#### What is needed
Take the line containing "async fn product(&self, id: &str)" as the first and the last line of the records below as the end, and please set down only what lies between them exactly, both ends included.

----------------

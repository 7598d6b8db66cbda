//! Product snapshot used to pre-fill a message to the seller

use serde::{Deserialize, Serialize};

/// Read-only copy of the product a conversation was started from.
#[derive(Debug, Clone, PartialEq, Serialize, Deserialize)]
pub struct ProductSnapshot {
    pub name: String,
    pub price: f64,
    pub description: Option<String>,
    pub image_url: Option<String>,
}

impl ProductSnapshot {
    /// Price without a trailing ".0" for whole amounts.
    pub fn price_label(&self) -> String {
        if self.price.fract() == 0.0 {
            format!("{:.0}", self.price)
        } else {
            format!("{:.2}", self.price)
        }
    }

    pub fn image(&self) -> Option<&str> {
        self.image_url.as_deref().filter(|u| !u.trim().is_empty())
    }
}
//! In-memory `MessageStore` for tests.

use std::collections::HashMap;
use std::sync::atomic::{AtomicBool, AtomicU64, Ordering};
use std::sync::Mutex;

use anyhow::{bail, Result};
use chrono::{DateTime, Duration, TimeZone, Utc};

use super::store::MessageStore;
use crate::models::{Message, MessageId, NewMessage, ProductSnapshot, Profile, UserId};

pub struct MemoryStore {
    messages: Mutex<Vec<Message>>,
    profiles: Mutex<HashMap<UserId, Profile>>,
    products: Mutex<HashMap<String, ProductSnapshot>>,
    next_id: AtomicU64,
    /// Creation time handed to the next message; advances one second per insert.
    clock: Mutex<DateTime<Utc>>,
    pub fail_reads: AtomicBool,
    pub fail_profiles: AtomicBool,
    pub fail_mark_read: AtomicBool,
    /// Calls to `count_unread` that report stale (pre-update) data.
    pub stale_counts: AtomicU64,
    pub mark_read_calls: AtomicU64,
}

impl MemoryStore {
    pub fn new() -> Self {
        Self {
            messages: Mutex::new(Vec::new()),
            profiles: Mutex::new(HashMap::new()),
            products: Mutex::new(HashMap::new()),
            next_id: AtomicU64::new(1),
            clock: Mutex::new(Utc.with_ymd_and_hms(2024, 5, 1, 9, 0, 0).unwrap()),
            fail_reads: AtomicBool::new(false),
            fail_profiles: AtomicBool::new(false),
            fail_mark_read: AtomicBool::new(false),
            stale_counts: AtomicU64::new(0),
            mark_read_calls: AtomicU64::new(0),
        }
    }

    pub fn add_profile(&self, id: UserId, name: &str) {
        self.profiles.lock().unwrap().insert(
            id,
            Profile {
                id,
                full_name: Some(name.to_string()),
                avatar_url: None,
            },
        );
    }

    pub fn add_product(&self, id: &str, product: ProductSnapshot) {
        self.products
            .lock()
            .unwrap()
            .insert(id.to_string(), product);
    }

    /// Seed a message as if inserted now; returns the stored record.
    pub fn seed(&self, from: UserId, to: UserId, body: &str, is_read: bool) -> Message {
        let msg = self.build(from, to, body.to_string(), is_read);
        self.messages.lock().unwrap().push(msg.clone());
        msg
    }

    /// Build a record with the next id and timestamp without storing it.
    pub fn build(&self, from: UserId, to: UserId, body: String, is_read: bool) -> Message {
        let id = self.next_id.fetch_add(1, Ordering::SeqCst);
        let mut clock = self.clock.lock().unwrap();
        let created_at = *clock;
        *clock = created_at + Duration::seconds(1);
        Message {
            id: MessageId::new(id.to_string()),
            sender_id: from,
            receiver_id: to,
            body,
            is_read,
            created_at,
        }
    }

    pub fn all(&self) -> Vec<Message> {
        self.messages.lock().unwrap().clone()
    }

    fn check_reads(&self) -> Result<()> {
        if self.fail_reads.load(Ordering::SeqCst) {
            bail!("store unavailable");
        }
        Ok(())
    }

    fn unread_for(&self, receiver: UserId, sender: Option<UserId>) -> u64 {
        self.messages
            .lock()
            .unwrap()
            .iter()
            .filter(|m| m.receiver_id == receiver && !m.is_read)
            .filter(|m| sender.map_or(true, |s| m.sender_id == s))
            .count() as u64
    }
}

impl MessageStore for MemoryStore {
    async fn sent_by(&self, user: UserId) -> Result<Vec<Message>> {
        self.check_reads()?;
        Ok(self
            .all()
            .into_iter()
            .filter(|m| m.sender_id == user)
            .collect())
    }

    async fn received_by(&self, user: UserId) -> Result<Vec<Message>> {
        self.check_reads()?;
        Ok(self
            .all()
            .into_iter()
            .filter(|m| m.receiver_id == user)
            .collect())
    }

    async fn profiles(&self, ids: &[UserId]) -> Result<Vec<Profile>> {
        if self.fail_profiles.load(Ordering::SeqCst) {
            bail!("profiles unavailable");
        }
        let profiles = self.profiles.lock().unwrap();
        Ok(ids.iter().filter_map(|id| profiles.get(id).cloned()).collect())
    }

    async fn conversation(&self, a: UserId, b: UserId) -> Result<Vec<Message>> {
        self.check_reads()?;
        let mut msgs: Vec<Message> = self
            .all()
            .into_iter()
            .filter(|m| m.involves_pair(a, b))
            .collect();
        msgs.sort_by(|x, y| x.chrono_cmp(y));
        Ok(msgs)
    }

    async fn insert_message(&self, msg: &NewMessage) -> Result<Message> {
        let stored = self.build(msg.sender_id, msg.receiver_id, msg.body.clone(), msg.is_read);
        self.messages.lock().unwrap().push(stored.clone());
        Ok(stored)
    }

    async fn mark_read(&self, receiver: UserId, sender: UserId) -> Result<u64> {
        self.mark_read_calls.fetch_add(1, Ordering::SeqCst);
        if self.fail_mark_read.load(Ordering::SeqCst) {
            bail!("update rejected");
        }
        let mut changed = 0;
        for m in self.messages.lock().unwrap().iter_mut() {
            if m.receiver_id == receiver && m.sender_id == sender && !m.is_read {
                m.is_read = true;
                changed += 1;
            }
        }
        Ok(changed)
    }

    async fn count_unread(&self, receiver: UserId, sender: Option<UserId>) -> Result<u64> {
        self.check_reads()?;
        let stale = self
            .stale_counts
            .fetch_update(Ordering::SeqCst, Ordering::SeqCst, |n| n.checked_sub(1))
            .is_ok();
        if stale {
            // pretend the last update is not visible yet
            return Ok(self.unread_for(receiver, sender) + 1);
        }
        Ok(self.unread_for(receiver, sender))
    }

    async fn product(&self, id: &str) -> Result<Option<ProductSnapshot>> {
        Ok(self.products.lock().unwrap().get(id).cloned())
    }
}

----------------

#### Solution for this task
    async fn product(&self, id: &str) -> Result<Option<ProductSnapshot>> {
        Ok(self.products.lock().unwrap().get(id).cloned())
    }
}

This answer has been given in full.